This seems very much like when you shuffle a deck up for a round of solitaire. There is a certain percentage of hands in which it is impossible to finish, due to the cards that end up in the piles.

4:44 That visual is what really helped me understand this. I'd heard of this riddle before, but I never knew WHY there was such a significant chance of not having any loops longer than 50. It's because a box can only be in one loop. If there's a loop of 5 boxes, the maximum size that any other loop can be is 95, since 5 have been excluded from the pool. (Loop, pooL, coincidence?) If there's another loop of 30 boxes, the new maximum is 65, and all it would take is a loop of 15 or a few smaller loops that add up to that, and boom! Guaranteed success!

Congratulations for making this video. I can't stop thinking about it. I read the paper by Anna and Peter, but they didn't make it any easier to comprehend the probability distribution, and how the closed systems increase the odds substantially. I'll have to dive deeper into this... Thank you (seriously) for having cause a "glitch" in my brain! 👊🏻😃👍🏻

I think one way to grasp why this works is to imagine there are several short loops in the set up. If prisoners pick an initial number randomly, but then follow the same strategy, many of them will waste their choices by following a loop which doesn't contain their number. Conversely, by starting with their own number (even though, as explained, it can be an arbitrarily assigned number), they are guaranteeing that they are following a loop which contains their number. Thereby avoiding short loops which don't. Really great puzzle!

There is an easier way to think about it. If you use the loop strategy, you make sure all 100 fit in the same family of loops, taking out of the equation the randomness of each prisoner selection and limiting the possible combinations between each prisoner selection of boxes.

I am terrible at math but this made intuitive sense to me as someone who has had to track down mixups in conference badges/materials where putting the wrong persons stuff into someone else’s envelope sets off a chain of mistakes and this is how we would trace it back

Interesting corollary: If prisoner #1 (or any other prisoner) finds that his own loop has a length of exactly 50, he immediately knows there's a 100% chance of success.

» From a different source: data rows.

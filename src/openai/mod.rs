pub mod core;

pub use core::{CompletionError, Message, Role, completion};
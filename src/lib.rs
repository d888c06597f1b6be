pub mod chat;
pub mod cli;
pub mod core;
pub mod openai;
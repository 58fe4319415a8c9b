//! A generic singly linked list with a before-begin sentinel and stable positions.
//!
//! Elements are inserted and erased *after* a [`Position`]. The sentinel
//! position returned by [`LinkedList::before_begin`] makes front insertion
//! the same operation as insertion anywhere else.
//!
//! ```
//! use forward_list::{forward_list, ListError};
//!
//! let mut list = forward_list![1, 2, 3];
//! let first = list.begin();
//!
//! let ninety_nine = list.insert_after(first, 99)?;
//! assert_eq!(list.iter().copied().collect::<Vec<_>>(), vec![1, 99, 2, 3]);
//!
//! list.erase_after(first)?;
//! assert_eq!(list.len(), 3);
//! assert_eq!(list.get(ninety_nine), None);
//! assert_eq!(list.erase_after(list.end()), Err(ListError::EndPosition));
//! # Ok::<(), ListError>(())
//! ```
//!
//! # Thread safety
//!
//! The list does no internal synchronization. Sharing one list between
//! threads while any of them mutates it needs external locking.

mod cursor;
mod errors;
mod linked_list;
mod macros;
mod node;
mod position;
#[cfg(feature = "serde")]
mod serde_impl;

pub use cursor::{Cursor, CursorMut};
pub use errors::ListError;
pub use linked_list::{IntoIter, Iter, IterMut, LinkedList, Positions};
pub use position::Position;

@Ersin Basaran Wait. If the people in general have a 31% chance of survival, but after the first prisoner goes there is a 32%+ chance of survival, then the chance that the first prisoner fucks it up is ~1%. So while the prisoner technically has 50% chance of finding his number, the chance that he ALONE fucks it up and no one else, is merely 1%.

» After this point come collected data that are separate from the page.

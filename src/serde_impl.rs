//! `serde` support: a list is a sequence in iteration order.

use crate::LinkedList;
use core::fmt;
use core::marker::PhantomData;
use serde::de::{SeqAccess, Visitor};
use serde::ser::SerializeSeq;
use serde::{Deserialize, Deserializer, Serialize, Serializer};

impl<T: Serialize> Serialize for LinkedList<T> {
    fn serialize<S: Serializer>(&self, serializer: S) -> Result<S::Ok, S::Error> {
        let mut seq = serializer.serialize_seq(Some(self.len()))?;
        for value in self {
            seq.serialize_element(value)?;
        }
        seq.end()
    }
}

struct LinkedListVisitor<T> {
    marker: PhantomData<T>,
}

impl<'de, T: Deserialize<'de>> Visitor<'de> for LinkedListVisitor<T> {
    type Value = LinkedList<T>;

    fn expecting(&self, formatter: &mut fmt::Formatter) -> fmt::Result {
        formatter.write_str("a sequence")
    }

    fn visit_seq<A: SeqAccess<'de>>(self, mut seq: A) -> Result<Self::Value, A::Error> {
        let mut list = LinkedList::new();
        let mut tail = list.before_begin();
        while let Some(value) = seq.next_element()? {
            tail = list
                .insert_after(tail, value)
                .map_err(<A::Error as serde::de::Error>::custom)?;
        }
        Ok(list)
    }
}

impl<'de, T: Deserialize<'de>> Deserialize<'de> for LinkedList<T> {
    fn deserialize<D: Deserializer<'de>>(deserializer: D) -> Result<Self, D::Error> {
        deserializer.deserialize_seq(LinkedListVisitor {
            marker: PhantomData,
        })
    }
}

Nice catch! So, you could phrase this riddle in an even more confusing way. The setting remains the same as in the video, then you state the following scenario: "The inmates come up with a strategy, the first prisoner indeed finds his number and additionally knows for sure that they all will be free. How is that possible?" Good luck figuring out this solution!

If you start with the box that has your number on it, the only way to conclude the loop is to find the box with your slip in it that points back to the box you started on. It makes sense. Its just a matter of how many boxes you have to go through to get there

Another way to look at how you know you'll always be on the loop that contains your number is to realize that there is no way to stop a sequence other than at the box you started. 13 -> 42 -> 17 ... Using prisoner 13 for example: box 17 (or any other box) can't have the slip that points to box 42, because box 13 had the slip that pointed to box 42. And so on for box 17 and any subsequent boxes. Meaning you'll never go back to a box you've already encountered the slip for. Also the sequence can't go on forever seeing how there are a finite number of boxes/slips. Therefore, all that remains is to eventually encounter the box with the slip to box 13. For me, this was a clearer way to think about it than the explanation at 11:10.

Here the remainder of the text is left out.